The artist is very good at planes, monsters, buildings .. all around great work.
Didn't think I would enjoy any other golden age artists as much as Lou Fine & Jack Cole, but Cassone has a crudely smooth (or smoothly crude) quality I really dig.
Page twp, panel two reminds me of a Mexican mural. Notice the balanced composition.
The hat brims jut toward the hag, seeming to make her lean back leftward, while her flames are driving the background character wielding a cudgel back to the right.
If the Nazis could resort to creating werewolves simply by drugging the villagers food, then why not use it to create a werewolf army than play "Scooby Doo" with a curse slinging witch? Also, some of the dialog is unintentionally hilarious. My favorite is Black Angel declaring that "Judging from the noise, this is a slight (only slight?!) case of murder!" A shame we never did find out where exactly she intended to stick her knife in that werewolf before that villager cut her off. Also, laughed like crazy at the Nazis jumping to their deaths screaming "Heil Hitler!"
Looking at Cassone's GCD art credits, the only other thing of his that I may have read is possibly some Dollman and Hangman stories... I guess I need to dig out some of these and check out more as I really love his work as well.

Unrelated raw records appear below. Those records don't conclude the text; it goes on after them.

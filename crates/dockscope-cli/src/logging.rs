use crate::error::{CliError, Result};
use std::fs::File;
use std::path::Path;
use tracing::Subscriber;
use tracing_subscriber::{
    Layer,
    filter::LevelFilter,
    fmt::{self, MakeWriter, format::FmtSpan},
    prelude::*,
    registry::LookupSpan,
};

/// Maps `-q` and the `-v` count to a console level. Warnings are shown by default.
pub fn level_filter(verbosity: u8, quiet: bool) -> LevelFilter {
    if quiet {
        return LevelFilter::ERROR;
    }
    match verbosity {
        0 => LevelFilter::WARN,
        1 => LevelFilter::INFO,
        2 => LevelFilter::DEBUG,
        _ => LevelFilter::TRACE,
    }
}

/// The log file always records at least per-model debug events, whatever the
/// console shows. `-q` does not silence it.
pub fn file_level_filter(verbosity: u8) -> LevelFilter {
    level_filter(verbosity, false).max(LevelFilter::DEBUG)
}

/// Plain-text layer for `--log-file`. Records call sites and closes of the
/// instrumented parse and analysis spans, with their busy time.
fn file_layer<S, W>(writer: W) -> impl Layer<S>
where
    S: Subscriber + for<'a> LookupSpan<'a>,
    W: for<'w> MakeWriter<'w> + Send + Sync + 'static,
{
    fmt::layer()
        .with_writer(writer)
        .with_ansi(false)
        .with_target(true)
        .with_thread_ids(true)
        .with_file(true)
        .with_line_number(true)
        .with_span_events(FmtSpan::CLOSE)
}

/// Installs the global subscriber. Stdout is left alone so JSON output can be piped.
pub fn setup_logging(verbosity: u8, quiet: bool, log_file: Option<&Path>) -> Result<()> {
    let console = fmt::layer()
        .with_writer(std::io::stderr)
        .with_target(false)
        .compact()
        .with_filter(level_filter(verbosity, quiet));

    let file = match log_file {
        Some(path) => {
            Some(file_layer(File::create(path)?).with_filter(file_level_filter(verbosity)))
        }
        None => None,
    };

    tracing_subscriber::registry()
        .with(console)
        .with(file)
        .try_init()
        .map_err(|e| CliError::Other(anyhow::anyhow!("Failed to install logger: {}", e)))
}
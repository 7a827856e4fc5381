use super::atom_line::parse_atom_line;
use super::layout::ModelLayout;
use super::records::{
    LinePattern, MetadataKind, RecordKind, classify, first_float, first_integer, match_metadata,
    numeric_token,
};
use super::traits::DockingFormat;
use crate::core::models::pose::{Branch, DockingSummary, PoseModel, TorsionRecord, TorsionStatus};
use serde::Serialize;
use std::io::{self, BufRead, Read};
use std::path::Path;
use thiserror::Error;
use tracing::{debug, info, instrument, trace, warn};

#[derive(Debug, Error)]
pub enum DockingFileError {
    #[error("I/O error: {0}")]
    Io(#[from] io::Error),
}

/// The result of parsing one docking output file.
#[derive(Debug, Clone, PartialEq, Serialize)]
pub struct ParsedDocking {
    pub layout: ModelLayout,
    pub models: Vec<PoseModel>,
    pub summary: DockingSummary,
}

impl ParsedDocking {
    /// The pose with the lowest score, if any pose is scored.
    pub fn best_model(&self) -> Option<&PoseModel> {
        self.models
            .iter()
            .filter(|m| m.vina_score.is_some())
            .min_by(|a, b| {
                a.vina_score
                    .partial_cmp(&b.vina_score)
                    .unwrap_or(std::cmp::Ordering::Equal)
            })
    }
}

/// Scanner state carried across lines.
struct Scanner {
    layout: ModelLayout,
    models: Vec<PoseModel>,
    current: Option<PoseModel>,
    in_torsion_block: bool,
    skipped_atoms: usize,
}

impl Scanner {
    fn new(layout: ModelLayout) -> Self {
        let current = match layout {
            ModelLayout::Implicit => Some(PoseModel::new(1)),
            ModelLayout::Explicit => None,
        };
        Self {
            layout,
            models: Vec::new(),
            current,
            in_torsion_block: false,
            skipped_atoms: 0,
        }
    }

    fn feed(&mut self, line_num: usize, line: &str) {
        if self.in_torsion_block && !line.contains("REMARK") {
            self.in_torsion_block = false;
        }

        match classify(line) {
            RecordKind::Model => self.open_model(),
            RecordKind::EndModel => self.close_model(),
            RecordKind::Atom => self.push_atom(line_num, line),
            RecordKind::Branch => self.push_branch(line_num, line),
            RecordKind::TreeMarker => {}
            RecordKind::Remark | RecordKind::Other => {
                if let Some((pattern, kind)) = match_metadata(line) {
                    self.apply_metadata(pattern, kind, line_num, line);
                }
            }
        }
    }

    fn open_model(&mut self) {
        if let Some(open) = self.current.take() {
            debug!(
                model = open.model_number,
                "MODEL without preceding ENDMDL; closing the open model."
            );
            self.models.push(open);
        }
        self.in_torsion_block = false;
        self.current = Some(PoseModel::new(self.models.len() as u32 + 1));
    }

    fn close_model(&mut self) {
        if !self.layout.is_explicit() {
            return;
        }
        self.in_torsion_block = false;
        match self.current.take() {
            Some(model) => self.models.push(model),
            None => debug!("ENDMDL outside of a model; ignored."),
        }
    }

    fn model_mut(&mut self, line_num: usize) -> Option<&mut PoseModel> {
        if self.current.is_none() {
            trace!(line = line_num, "Record outside of any model; ignored.");
        }
        self.current.as_mut()
    }

    fn push_atom(&mut self, line_num: usize, line: &str) {
        if self.current.is_none() {
            trace!(line = line_num, "Atom outside of any model; ignored.");
            return;
        }
        match parse_atom_line(line) {
            Ok(atom) => {
                if let Some(model) = self.current.as_mut() {
                    model.atoms.push(atom);
                }
            }
            Err(e) => {
                self.skipped_atoms += 1;
                warn!(line = line_num, error = %e, "Skipping malformed atom line.");
            }
        }
    }

    fn push_branch(&mut self, line_num: usize, line: &str) {
        let mut fields = line.split_whitespace().skip(1).map(str::parse::<u32>);
        let branch = match (fields.next(), fields.next()) {
            (Some(Ok(from)), Some(Ok(to))) => Branch { from, to },
            _ => {
                debug!(line = line_num, "Unreadable BRANCH record; ignored.");
                return;
            }
        };
        if let Some(model) = self.model_mut(line_num) {
            model.branches.push(branch);
        }
    }

    fn apply_metadata(
        &mut self,
        pattern: LinePattern,
        kind: MetadataKind,
        line_num: usize,
        line: &str,
    ) {
        let in_torsion_block = self.in_torsion_block;
        let Some(model) = self.model_mut(line_num) else {
            return;
        };
        let rest = pattern.rest(line);

        match kind {
            MetadataKind::VinaResult => apply_vina_result(model, rest),
            MetadataKind::FreeEnergy => {
                if let Some(score) = first_float(rest) {
                    model.vina_score = Some(score);
                }
            }
            MetadataKind::TotalEnergy => model.total_energy = energy_value(rest).or(model.total_energy),
            MetadataKind::InterEnergy => model.inter_energy = energy_value(rest).or(model.inter_energy),
            MetadataKind::IntraEnergy => model.intra_energy = energy_value(rest).or(model.intra_energy),
            MetadataKind::ActiveTorsions => {
                let before = &line[..line.find("active torsions:").unwrap_or(line.len())];
                model.total_torsions = first_integer(before).unwrap_or(0);
                self.in_torsion_block = true;
            }
            MetadataKind::TorsionBond => {
                if !in_torsion_block {
                    trace!(line = line_num, "Torsion bond outside of a torsion block; ignored.");
                    return;
                }
                match parse_torsion(line) {
                    Some(torsion) => {
                        if torsion.status.is_active() {
                            model.active_torsions += 1;
                        }
                        model.torsions.push(torsion);
                    }
                    None => debug!(line = line_num, "Unreadable torsion remark; ignored."),
                }
            }
        }
    }

    fn finish(mut self) -> (Vec<PoseModel>, usize) {
        if let Some(model) = self.current.take() {
            match self.layout {
                ModelLayout::Implicit if model.is_empty() => {}
                ModelLayout::Implicit => self.models.push(model),
                ModelLayout::Explicit => {
                    warn!(
                        model = model.model_number,
                        "File ended inside a model without ENDMDL; keeping the partial model."
                    );
                    self.models.push(model);
                }
            }
        }
        (self.models, self.skipped_atoms)
    }
}

/// Reads `<score> <rmsd_lb> <rmsd_ub>` after `VINA RESULT:`.
///
/// Some writers put a pose rank before the score; when four or more numbers
/// follow, the leading one is treated as that rank.
fn apply_vina_result(model: &mut PoseModel, rest: &str) {
    let numbers: Vec<f64> = rest.split_whitespace().map_while(numeric_token).collect();
    let fields = match numbers.len() {
        0 => return,
        n if n >= 4 => &numbers[n - 3..],
        _ => &numbers[..],
    };
    model.vina_score = fields.first().copied();
    model.rmsd_lb = fields.get(1).copied();
    model.rmsd_ub = fields.get(2).copied();
}

fn energy_value(rest: &str) -> Option<f64> {
    first_float(rest.trim_start().trim_start_matches(':'))
}

/// Parses `REMARK <n> <A|I> between atoms: <name>_<idx> and <name>_<idx>`.
fn parse_torsion(line: &str) -> Option<TorsionRecord> {
    let (head, atoms) = line.split_once("between atoms:")?;

    let head_tokens: Vec<&str> = head.split_whitespace().collect();
    let status = head_tokens
        .iter()
        .rev()
        .find_map(|t| t.parse::<TorsionStatus>().ok())?;
    let index = first_integer(head).unwrap_or(0);

    let mut atom_refs = atoms.split_whitespace().filter_map(|token| {
        let (name, idx) = token.rsplit_once('_')?;
        Some((name.to_string(), idx.parse::<u32>().ok()?))
    });
    let (atom1_name, atom1_index) = atom_refs.next()?;
    let (atom2_name, atom2_index) = atom_refs.next()?;

    Some(TorsionRecord {
        index,
        status,
        atom1_index,
        atom2_index,
        atom1_name,
        atom2_name,
    })
}

/// Parses a whole docking output text into poses and a score summary.
///
/// The layout is decided once: files without `MODEL` lines become a single
/// implicit model that collects every record, files with them are split at
/// `MODEL`/`ENDMDL`. Malformed atom lines and unreadable remarks are skipped
/// without aborting the parse; empty input yields no models and a summary
/// with `total_models == 0`.
#[instrument(skip_all, fields(bytes = text.len()))]
pub fn parse_docking_file(text: &str) -> ParsedDocking {
    let layout = ModelLayout::detect(text);
    let mut scanner = Scanner::new(layout);
    for (i, line) in text.lines().enumerate() {
        scanner.feed(i + 1, line);
    }
    let (models, skipped_atoms) = scanner.finish();
    let summary = DockingSummary::from_models(&models);

    info!(
        ?layout,
        models = summary.total_models,
        scored = summary.scored_models,
        skipped_atoms,
        "Parsed docking file."
    );

    ParsedDocking {
        layout,
        models,
        summary,
    }
}

/// Reader for Vina/AutoDock PDBQT docking output (also accepts plain PDB).
pub struct DockingFile;

impl DockingFormat for DockingFile {
    type Output = ParsedDocking;
    type Error = DockingFileError;

    fn read_from(reader: &mut impl BufRead) -> Result<Self::Output, Self::Error> {
        let mut text = String::new();
        reader.read_to_string(&mut text)?;
        Ok(parse_docking_file(&text))
    }
}

impl DockingFile {
    /// Loads and parses a file without blocking the async runtime's reactor.
    pub async fn load<P: AsRef<Path>>(path: P) -> Result<ParsedDocking, DockingFileError> {
        let text = super::traits::load_text(path).await?;
        Ok(parse_docking_file(&text))
    }
}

Thanks for the comments :)
Now this is exactly the kind of Scooby Doo ending that I can get behind: The realistic explanation is wildly stranger than any of the paranormal stuff they were pretending to. I mean, she survives on the outside of a wee little burning plane she flies around indoors? I mean, she cant just curse a man and turn him into a werewolf, gosh, grow up! She has to actually feed that man cursed food instead.
I continue to love it. Yet again the character illustrations here are excellent. And the actual air battle art is notably better than the Airboy pages that anchor the book. I'm really sent by the background architecture this time. Like the top of page six, where we get from ancient Grecian columns (Tuscan) to the futuristic post-WWII Yugoslavian brutalist monuments (spomenik) just from one panel to the next. Cassone deserves a round of applause for how well he predicted Tito's Cold War art scene. Kudos!
TGIF! Wait a minute! How come it took me three days to find this?